# Problem description:
In the entries below, the word "FixedOffset" appears on some lines. Copy each of those lines.

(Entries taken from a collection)
►

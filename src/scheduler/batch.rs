//! Batch runner and per-user delivery pipeline
//!
//! One [`DeliveryScheduler::run`] call is one batch: resolve the window
//! time, fetch candidates, then for each candidate filter → select → send
//! → audit, strictly in that order and fully before the next candidate.
//! All collaborators are injected so tests substitute fakes without any
//! process-wide state.

use std::sync::Arc;

use chrono::{DateTime, FixedOffset};
use serde::{Deserialize, Serialize};
use uuid::Uuid;

use super::error::{SchedulerError, SchedulerResult};
use crate::clock::Clock;
use crate::mailer::{EmailComposer, Mailer};
use crate::models::{AttemptDetail, AttemptKind, DeliveryAttempt, DeliveryCandidate};
use crate::selector::HighlightSelector;
use crate::store::{AttemptLog, UserDirectory};

/// User id attached to audit records of operator-initiated test sends
const OPERATOR_USER_ID: &str = "operator";

// ============================================================================
// Batch Request
// ============================================================================

/// Parameters of one batch run
#[derive(Debug, Clone, Default, Serialize, Deserialize)]
#[serde(rename_all = "camelCase", default)]
pub struct BatchRequest {
    /// Compare user send times against this "HH:MM" instead of the clock
    pub target_time: Option<String>,

    /// Process every candidate regardless of their send time
    ///
    /// This is the only flag that bypasses the time filter; `target_time`
    /// alone just changes what the filter compares against.
    pub force_all: bool,

    /// Only process users in random selection mode
    pub only_random: bool,

    /// Only process users in specific selection mode
    pub only_specific: bool,
}

impl BatchRequest {
    /// A run pinned to a fixed window time (cohort send)
    pub fn at_time(time: impl Into<String>) -> Self {
        Self {
            target_time: Some(time.into()),
            ..Default::default()
        }
    }

    /// A run that processes everyone
    pub fn everyone() -> Self {
        Self {
            force_all: true,
            ..Default::default()
        }
    }
}

// ============================================================================
// Batch Report
// ============================================================================

/// Outcome bucket a processed user lands in
#[derive(Debug, Clone, Copy, PartialEq, Eq, Serialize, Deserialize)]
#[serde(rename_all = "lowercase")]
pub enum OutcomeStatus {
    Sent,
    Skipped,
    Failed,
}

/// Per-user detail line in the batch report
#[derive(Debug, Clone, Serialize, Deserialize)]
#[serde(rename_all = "camelCase")]
pub struct UserOutcome {
    pub user_id: String,
    pub address: String,
    pub status: OutcomeStatus,
    pub reason: String,
}

/// Aggregate result of one batch run
///
/// `sent`, `skipped` and `failed` are mutually exclusive per user and sum
/// to `processed`. Skip reasons live only here; they are never persisted
/// to the audit log.
#[derive(Debug, Clone, Serialize, Deserialize)]
#[serde(rename_all = "camelCase")]
pub struct BatchReport {
    pub batch_id: Uuid,

    /// The "HH:MM" string user send times were compared against
    pub window_time: String,

    pub timestamp: DateTime<FixedOffset>,

    pub total: usize,
    pub processed: usize,
    pub sent: usize,
    pub skipped: usize,
    pub failed: usize,

    /// One "user <id>: <message>" line per failed user
    pub errors: Vec<String>,

    pub user_details: Vec<UserOutcome>,
}

impl BatchReport {
    fn new(window_time: String, timestamp: DateTime<FixedOffset>, total: usize) -> Self {
        Self {
            batch_id: Uuid::new_v4(),
            window_time,
            timestamp,
            total,
            processed: 0,
            sent: 0,
            skipped: 0,
            failed: 0,
            errors: Vec::new(),
            user_details: Vec::new(),
        }
    }

    fn mark_sent(&mut self, candidate: &DeliveryCandidate, reason: String) {
        self.sent += 1;
        self.push_detail(candidate, OutcomeStatus::Sent, reason);
    }

    fn mark_skipped(&mut self, candidate: &DeliveryCandidate, reason: String) {
        self.skipped += 1;
        self.push_detail(candidate, OutcomeStatus::Skipped, reason);
    }

    fn mark_failed(&mut self, candidate: &DeliveryCandidate, message: String) {
        self.failed += 1;
        self.errors
            .push(format!("user {}: {}", candidate.user_id, message));
        self.push_detail(candidate, OutcomeStatus::Failed, message);
    }

    fn push_detail(&mut self, candidate: &DeliveryCandidate, status: OutcomeStatus, reason: String) {
        self.user_details.push(UserOutcome {
            user_id: candidate.user_id.clone(),
            address: candidate.address.clone(),
            status,
            reason,
        });
    }
}

/// Result of one operator-initiated single send
#[derive(Debug, Clone, Serialize, Deserialize)]
#[serde(rename_all = "camelCase")]
pub struct TestSendReport {
    pub message_id: String,
    pub to: String,
    #[serde(skip_serializing_if = "Option::is_none")]
    pub highlight_id: Option<String>,
    #[serde(skip_serializing_if = "Option::is_none")]
    pub book_title: Option<String>,
    pub sent_at: DateTime<FixedOffset>,
}

// ============================================================================
// Delivery Scheduler
// ============================================================================

/// Orchestrates one batch of scheduled deliveries
pub struct DeliveryScheduler {
    clock: Clock,
    directory: Arc<dyn UserDirectory>,
    selector: HighlightSelector,
    mailer: Arc<dyn Mailer>,
    audit: Arc<dyn AttemptLog>,
    composer: EmailComposer,
    tolerance_minutes: i64,
}

impl DeliveryScheduler {
    pub fn new(
        clock: Clock,
        directory: Arc<dyn UserDirectory>,
        selector: HighlightSelector,
        mailer: Arc<dyn Mailer>,
        audit: Arc<dyn AttemptLog>,
        composer: EmailComposer,
    ) -> Self {
        Self {
            clock,
            directory,
            selector,
            mailer,
            audit,
            composer,
            tolerance_minutes: crate::clock::DEFAULT_TOLERANCE_MINUTES,
        }
    }

    /// Override the send-time tolerance
    pub fn with_tolerance(mut self, minutes: i64) -> Self {
        self.tolerance_minutes = minutes;
        self
    }

    /// The clock this scheduler resolves window times with
    pub fn clock(&self) -> Clock {
        self.clock
    }

    /// Run one delivery batch
    ///
    /// Fatal errors (unreadable directory, malformed window override)
    /// return `Err` with nothing logged. Everything else lands in the
    /// report: each candidate is counted exactly once under sent, skipped
    /// or failed, and one user's failure never stops the next user.
    pub async fn run(&self, request: &BatchRequest) -> SchedulerResult<BatchReport> {
        if let Some(target) = request.target_time.as_deref() {
            if Clock::parse_time_of_day(target).is_none() {
                return Err(SchedulerError::InvalidWindow {
                    time: target.to_string(),
                });
            }
        }

        let now = self.clock.now();
        let window_time = request
            .target_time
            .clone()
            .unwrap_or_else(|| Clock::time_of_day(&now));

        tracing::info!(
            window_time = %window_time,
            force_all = request.force_all,
            only_random = request.only_random,
            only_specific = request.only_specific,
            "starting delivery batch"
        );

        let candidates = self.directory.fetch_due_candidates().await?;
        let mut report = BatchReport::new(window_time.clone(), now, candidates.len());

        if candidates.is_empty() {
            tracing::info!("no delivery candidates configured");
            return Ok(report);
        }

        for candidate in &candidates {
            report.processed += 1;
            self.process_candidate(candidate, &window_time, request, &mut report)
                .await;
        }

        tracing::info!(
            batch_id = %report.batch_id,
            sent = report.sent,
            skipped = report.skipped,
            failed = report.failed,
            "delivery batch completed"
        );

        Ok(report)
    }

    /// Filter → select → send → audit for one candidate
    ///
    /// Pure skips (filters) only show up in the report; selection and
    /// transport outcomes additionally write one audit record.
    async fn process_candidate(
        &self,
        candidate: &DeliveryCandidate,
        window_time: &str,
        request: &BatchRequest,
        report: &mut BatchReport,
    ) {
        // The directory excludes address-less users at the source; re-check
        // in case a different implementation slips one through.
        if candidate.address.trim().is_empty() {
            tracing::debug!(user_id = %candidate.user_id, "skipping: no contact address");
            report.mark_skipped(candidate, "no contact address".to_string());
            return;
        }

        if request.only_random && !candidate.mode.is_random() {
            report.mark_skipped(candidate, "not a random-mode user".to_string());
            return;
        }

        if request.only_specific && candidate.mode.is_random() {
            report.mark_skipped(candidate, "not a specific-mode user".to_string());
            return;
        }

        if !request.force_all
            && !Clock::is_within_tolerance(&candidate.send_time, window_time, self.tolerance_minutes)
        {
            report.mark_skipped(
                candidate,
                format!("time mismatch ({} vs {})", candidate.send_time, window_time),
            );
            return;
        }

        let highlight = match self.selector.select_for(candidate).await {
            Ok(highlight) => highlight,
            Err(e) => {
                let message = e.to_string();
                tracing::warn!(user_id = %candidate.user_id, error = %message, "selection failed");

                self.audit
                    .record(&DeliveryAttempt::failure(
                        candidate.user_id.as_str(),
                        AttemptKind::Scheduled,
                        AttemptDetail {
                            error: Some(message.clone()),
                            ..Default::default()
                        },
                    ))
                    .await;

                report.mark_failed(candidate, message);
                return;
            }
        };

        let email = self
            .composer
            .daily_highlight(&candidate.address, &candidate.user_id, &highlight);

        match self.mailer.send(&email).await {
            Ok(receipt) => {
                self.audit
                    .record(&DeliveryAttempt::success(
                        candidate.user_id.as_str(),
                        AttemptKind::Scheduled,
                        AttemptDetail {
                            highlight_id: Some(highlight.highlight_id.clone()),
                            message_id: Some(receipt.message_id.clone()),
                            book_title: Some(highlight.book_title.clone()),
                            ..Default::default()
                        },
                    ))
                    .await;

                report.mark_sent(
                    candidate,
                    format!("delivered (message id {})", receipt.message_id),
                );
            }
            Err(e) => {
                let message = e.to_string();
                tracing::warn!(user_id = %candidate.user_id, error = %message, "transport failed");

                self.audit
                    .record(&DeliveryAttempt::failure(
                        candidate.user_id.as_str(),
                        AttemptKind::Scheduled,
                        AttemptDetail {
                            highlight_id: Some(highlight.highlight_id.clone()),
                            error: Some(message.clone()),
                            ..Default::default()
                        },
                    ))
                    .await;

                report.mark_failed(candidate, message);
            }
        }
    }

    /// Send one ad-hoc highlight email to an operator-chosen recipient
    ///
    /// Uses the daily template with a real highlight when one exists so the
    /// test exercises the same path as a scheduled send. Logged with
    /// kind=test.
    pub async fn run_test_send(
        &self,
        recipient: &str,
        highlight_id: Option<&str>,
    ) -> SchedulerResult<TestSendReport> {
        let highlight = self.selector.pick_for_test(highlight_id).await?;
        let email = self
            .composer
            .daily_highlight(recipient, OPERATOR_USER_ID, &highlight);

        let result = self.mailer.send(&email).await;
        self.audit_test_send(&result, Some(&highlight.highlight_id))
            .await;
        let receipt = result?;

        Ok(TestSendReport {
            message_id: receipt.message_id,
            to: recipient.to_string(),
            highlight_id: Some(highlight.highlight_id),
            book_title: Some(highlight.book_title),
            sent_at: self.clock.now(),
        })
    }

    /// Send the connectivity-test email to an operator-chosen recipient
    ///
    /// No store content involved; proves the transport path alone. Logged
    /// with kind=test.
    pub async fn run_connectivity_test(&self, recipient: &str) -> SchedulerResult<TestSendReport> {
        let now = self.clock.now();
        let email = self.composer.connectivity_test(recipient, &now);

        let result = self.mailer.send(&email).await;
        self.audit_test_send(&result, None).await;
        let receipt = result?;

        Ok(TestSendReport {
            message_id: receipt.message_id,
            to: recipient.to_string(),
            highlight_id: None,
            book_title: None,
            sent_at: now,
        })
    }

    async fn audit_test_send(
        &self,
        result: &Result<crate::mailer::SendReceipt, crate::mailer::MailError>,
        highlight_id: Option<&str>,
    ) {
        let attempt = match result {
            Ok(receipt) => DeliveryAttempt::success(
                OPERATOR_USER_ID,
                AttemptKind::Test,
                AttemptDetail {
                    highlight_id: highlight_id.map(str::to_string),
                    message_id: Some(receipt.message_id.clone()),
                    ..Default::default()
                },
            ),
            Err(e) => DeliveryAttempt::failure(
                OPERATOR_USER_ID,
                AttemptKind::Test,
                AttemptDetail {
                    highlight_id: highlight_id.map(str::to_string),
                    error: Some(e.to_string()),
                    ..Default::default()
                },
            ),
        };

        self.audit.record(&attempt).await;
    }
}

◄

# Written response:
use chrono::{DateTime, FixedOffset};
    pub timestamp: DateTime<FixedOffset>,
    fn new(window_time: String, timestamp: DateTime<FixedOffset>, total: usize) -> Self {
    pub sent_at: DateTime<FixedOffset>,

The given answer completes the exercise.